Viar has worked with Fresca for nearly a decade, previously holding executive roles including CFO and chief commercial officer before taking on the co-CEO role in January 2020. In addition to Viar’s promotion, the company added two new unnamed members of its senior leadership team as shareholders in the business.

The change comes as demand for co-packers in the industry is currently “at levels we have not seen,” according to Viar, with much of it still going unmet. Viar said the company is “continuing to master” its current facility platforms — value-added cereal and granola, cookies, crackers and extruded baked goods and cold-formed bars — while also expanding its offerings with the opening of a nut butter line last month and a hot fill line set to go online in 2022.

“We’re in a position now where historically we’ve been very strategically focused and narrow, with our customer set and how we would grow the company, now we’re seeing that there’s an opportunity for us to take advantage of the unmet needs that exist in some of the platforms that we already have capabilities,” he said.

While business may be booming now, last year was a bit different, when the onset of the COVID-19 pandemic led brands to cut back on innovation as retailers sought to stock more core food and beverage items, Viar noted. Demand for products typically consumed outside the home, like bars, dipped, while interest in cereal grew. Now, he’s seeing brands addressing “pent up innovation needs,” across all categories as Fresca partners with brands to launch new products that are a “reaction to changing consumer needs.” Like many in the industry, the manufacturer also faced labor and staffing constraints, supply chain disruptions and equipment delays.

“Some of the agile principles by which the company grew have really borne out over these last 18 months, kind of by necessity,” he said. “Being able to be flexible and agile, always keeping our plant and associates safe, but being able to flex to those changes, not if they happen, but these days, it feels like it’s when they happen almost on a daily basis.”

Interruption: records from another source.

//! mikedoc: API reference generator
//!
//! This crate builds a cross-linked Markdown API reference for a package:
//! - Reading a reflection dump (the symbol table) through the [`Reflection`] adapter
//! - Decoding sectioned docstrings (`[param]`, `[return]`, `[yield]`, `[except]`)
//! - Building an ordered model of modules, members and class lineages
//! - Rendering Markdown pages and replacing the API directory
//!
//! # Architecture
//!
//! ```text
//! ┌─────────────────┐    ┌──────────────────┐
//! │ symbol table    │    │ package sources  │
//! │ (mikedoc.json)  │    │ (discovery)      │
//! └────────┬────────┘    └────────┬─────────┘
//!          │                      │
//!          └──────────┬───────────┘
//!                     ▼
//!              ┌──────────────┐
//!              │   Browser    │
//!              └──────┬───────┘
//!                     │
//!          ┌──────────┴──────────┐
//!          ▼                     ▼
//!    ┌──────────┐         ┌──────────┐
//!    │ Markdown │         │ Terminal │
//!    └──────────┘         └──────────┘
//! ```
//!
//! # Usage
//!
//! ```no_run
//! use mikedoc::DocBuilder;
//!
//! DocBuilder::from_project_root(".")
//!     .and_then(|builder| builder.build())
//!     .expect("Failed to build the API reference");
//! ```

// Core model
pub mod class;
pub mod member;
pub mod module;

// Markup
pub mod docstring;
pub mod hyphen_list;

// Reflection and model building
pub mod browser;
pub mod classify;
pub mod feed;
pub mod mount;
pub mod reflection;

// Configuration, errors and utilities
pub mod config;
pub mod diagnostics;
pub mod printer;
pub mod utils;

// Output
pub mod builder;
pub mod markdown;
pub mod site;

// Re-exports for convenience
pub use browser::Browser;
pub use class::{ClassDescriptor, ClassMemberDescriptor, ClassMemberKind, PropertyAccessors};
pub use diagnostics::{Diagnostic, DiagnosticSeverity, DiagnosticsCollector, DocError, DocResult};
pub use docstring::{parse_docstring, ParsedDocstring, SectionKey};
pub use feed::{
    AttributeKind, AttributeRecord, Binding, ClassAttribute, EnumConstant, ModuleRecord,
    RecordField, SymbolKind, SymbolTable, TypeForm, TypeRecord,
};
pub use hyphen_list::HyphenatedList;
pub use member::{MemberDescriptor, MemberKind};
pub use module::ModuleDescriptor;
pub use mount::{MountGuard, SearchPaths};
pub use reflection::{BaseRef, Reflection, TableReflection};

// Terminal output
pub use printer::DocPrinter;

// Builder API
pub use builder::{BuildOutput, DocBuilder};
pub use config::{MikeConfig, CONFIG_FILENAME};

// Output generators
pub use markdown::{MarkdownRenderer, RenderedPage, SiteContext};
pub use site::ApiSite;

/// Crate version
pub const VERSION: &str = env!("CARGO_PKG_VERSION");

/// Crate name
pub const NAME: &str = env!("CARGO_PKG_NAME");
//! mikedoc command-line interface
//!
//! `mikedoc <command> [--root DIR] [--quiet]`

mod commands;

use anyhow::{bail, Result};
use std::env;
use std::path::PathBuf;

const HELP_TEXT: &str = "\
MikeDoc - Neat docstring format for generating API references
https://github.com/pyrustic/mikedoc

USAGE:
    mikedoc <COMMAND> [--root DIR] [--quiet]

COMMANDS:
    init        Create the config file
    build       Build the API reference
    list        Print the documentation model
    help        Print this help

OPTIONS:
    --root DIR  Project root directory (default: current directory)
    --quiet     Only print warnings and errors";

/// Subcommand to run
#[derive(Debug, Clone, Copy, PartialEq, Eq)]
enum Command {
    Init,
    Build,
    List,
    Help,
}

/// Parsed command line
#[derive(Debug)]
struct Cli {
    command: Command,
    root: PathBuf,
    quiet: bool,
}

impl Cli {
    fn parse(args: &[String]) -> Result<Self> {
        let mut command = None;
        let mut root = PathBuf::from(".");
        let mut quiet = false;

        let mut i = 0;
        while i < args.len() {
            match args[i].as_str() {
                "--root" | "-r" => {
                    if i + 1 < args.len() {
                        root = PathBuf::from(&args[i + 1]);
                        i += 2;
                    } else {
                        bail!("--root requires a value");
                    }
                }
                "--quiet" | "-q" => {
                    quiet = true;
                    i += 1;
                }
                "--help" | "-h" => {
                    command = Some(Command::Help);
                    i += 1;
                }
                arg if !arg.starts_with('-') => {
                    if command.is_some() {
                        bail!("Unexpected argument: {}", arg);
                    }
                    command = Some(match arg.to_lowercase().as_str() {
                        "init" => Command::Init,
                        "build" => Command::Build,
                        "list" => Command::List,
                        "help" => Command::Help,
                        _ => bail!("Unknown command: {}\n\n{}", arg, HELP_TEXT),
                    });
                    i += 1;
                }
                _ => {
                    bail!("Unknown flag: {}", args[i]);
                }
            }
        }

        Ok(Self {
            command: command.unwrap_or(Command::Help),
            root,
            quiet,
        })
    }
}

fn init_tracing(quiet: bool) {
    use tracing_subscriber::EnvFilter;
    let default = if quiet { "warn" } else { "info" };
    let filter = EnvFilter::try_from_default_env().unwrap_or_else(|_| EnvFilter::new(default));
    tracing_subscriber::fmt()
        .with_env_filter(filter)
        .with_target(false)
        .with_writer(std::io::stderr)
        .init();
}

fn main() -> Result<()> {
    let args: Vec<String> = env::args().skip(1).collect();
    let cli = Cli::parse(&args)?;
    init_tracing(cli.quiet);

    match cli.command {
        Command::Init => commands::init(&cli.root, cli.quiet),
        Command::Build => commands::build(&cli.root, cli.quiet),
        Command::List => commands::list(&cli.root),
        Command::Help => {
            println!("{}", HELP_TEXT);
            Ok(())
        }
    }
}

#[cfg(test)]
mod tests {
    use super::*;

    fn args(list: &[&str]) -> Vec<String> {
        list.iter().map(|s| s.to_string()).collect()
    }

    #[test]
    fn test_parse_command_and_flags() {
        let cli = Cli::parse(&args(&["build", "--root", "/tmp/demo", "--quiet"])).unwrap();
        assert_eq!(cli.command, Command::Build);
        assert_eq!(cli.root, PathBuf::from("/tmp/demo"));
        assert!(cli.quiet);
    }

    #[test]
    fn test_no_command_is_help() {
        let cli = Cli::parse(&[]).unwrap();
        assert_eq!(cli.command, Command::Help);
        assert_eq!(cli.root, PathBuf::from("."));
    }

    #[test]
    fn test_commands_are_case_insensitive() {
        assert_eq!(Cli::parse(&args(&["INIT"])).unwrap().command, Command::Init);
    }

    #[test]
    fn test_unknown_input_is_rejected() {
        assert!(Cli::parse(&args(&["deploy"])).is_err());
        assert!(Cli::parse(&args(&["build", "--verbose"])).is_err());
        assert!(Cli::parse(&args(&["build", "list"])).is_err());
        assert!(Cli::parse(&args(&["build", "--root"])).is_err());
    }
}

While it continues to work with brands on innovation, M&A and investment has become less of a focus, Viar said. In 2017, the company invested $3.4 million in its client, cracker brand 34 Degrees. While that partnership is “still going strong,” Viar said Fresca believes the market opportunity for the company exists in value-added contract manufacturing and innovation services. After over 20 years in business, the company is taking lessons learned during the pandemic — when flexibility was key — to assume an “entrepreneurial mindset” in how it conducts business and collaborates with brands going forward, Viar said.

“The last couple years have been challenging for everybody but lots of learnings have come out of that, and I think it’s positioned us to be a more agile, reactive and proactive company,” Viar said. “As things start to return to whatever the new normal is, we’ll continue to kind of push the boundaries of our platforms and where we want to play.”